++++ Available data

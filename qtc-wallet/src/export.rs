//! JSON export of a wallet record.
//!
//! Every byte field is standard base64 with padding. The KEM shared secret
//! stays out of the export.

use base64::engine::general_purpose::STANDARD as BASE64;
use base64::Engine;
use serde::{Deserialize, Serialize};

use qtc_core::error::Result;
use qtc_core::types::{Address, HdPath, WalletMethod, WalletRecord};

/// Exported address entry.
#[derive(Clone, Debug, PartialEq, Eq, Serialize, Deserialize)]
pub struct AddressExport {
    /// Derivation path (`m/44'/0'/0/i`)
    pub path: HdPath,
    /// `qtc1...` address
    pub address: Address,
    /// Signature public key
    pub sig_public_b64: String,
    /// Signature secret key
    pub sig_private_b64: String,
}

/// Transport form of a [`WalletRecord`].
#[derive(Clone, Debug, PartialEq, Eq, Serialize, Deserialize)]
pub struct WalletExport {
    /// Method identifier (`primary`, `pq-hd`, `hd-multi`)
    pub method: WalletMethod,
    /// Witness version of every address
    pub witness_version: u8,
    /// Master entropy
    pub master_entropy_b64: String,
    /// KEM public key
    pub kem_public_b64: String,
    /// KEM secret key
    pub kem_private_b64: String,
    /// Addresses in ascending index order
    pub addresses: Vec<AddressExport>,
}

impl From<&WalletRecord> for WalletExport {
    fn from(record: &WalletRecord) -> Self {
        Self {
            method: record.method(),
            witness_version: record.witness_version(),
            master_entropy_b64: BASE64.encode(record.master_entropy().as_bytes()),
            kem_public_b64: BASE64.encode(record.kem().public_key()),
            kem_private_b64: BASE64.encode(record.kem().secret_key()),
            addresses: record
                .addresses()
                .iter()
                .map(|entry| AddressExport {
                    path: entry.path,
                    address: entry.address,
                    sig_public_b64: BASE64.encode(entry.signature.public_key()),
                    sig_private_b64: BASE64.encode(entry.signature.secret_key()),
                })
                .collect(),
        }
    }
}

impl WalletExport {
    /// Pretty-printed JSON.
    pub fn to_json_pretty(&self) -> Result<String> {
        Ok(serde_json::to_string_pretty(self)?)
    }

    /// Parses an export previously written with [`to_json_pretty`](Self::to_json_pretty).
    pub fn from_json(json: &str) -> Result<Self> {
        Ok(serde_json::from_str(json)?)
    }

    /// Decoded master entropy.
    pub fn master_entropy(&self) -> Result<Vec<u8>> {
        Ok(BASE64.decode(&self.master_entropy_b64)?)
    }
}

++++++++

Show every line of the data in which the word "WalletRecord" appears.

use qtc_core::types::{Address, HdPath, WalletMethod, WalletRecord};
/// Transport form of a [`WalletRecord`].
impl From<&WalletRecord> for WalletExport {
    fn from(record: &WalletRecord) -> Self {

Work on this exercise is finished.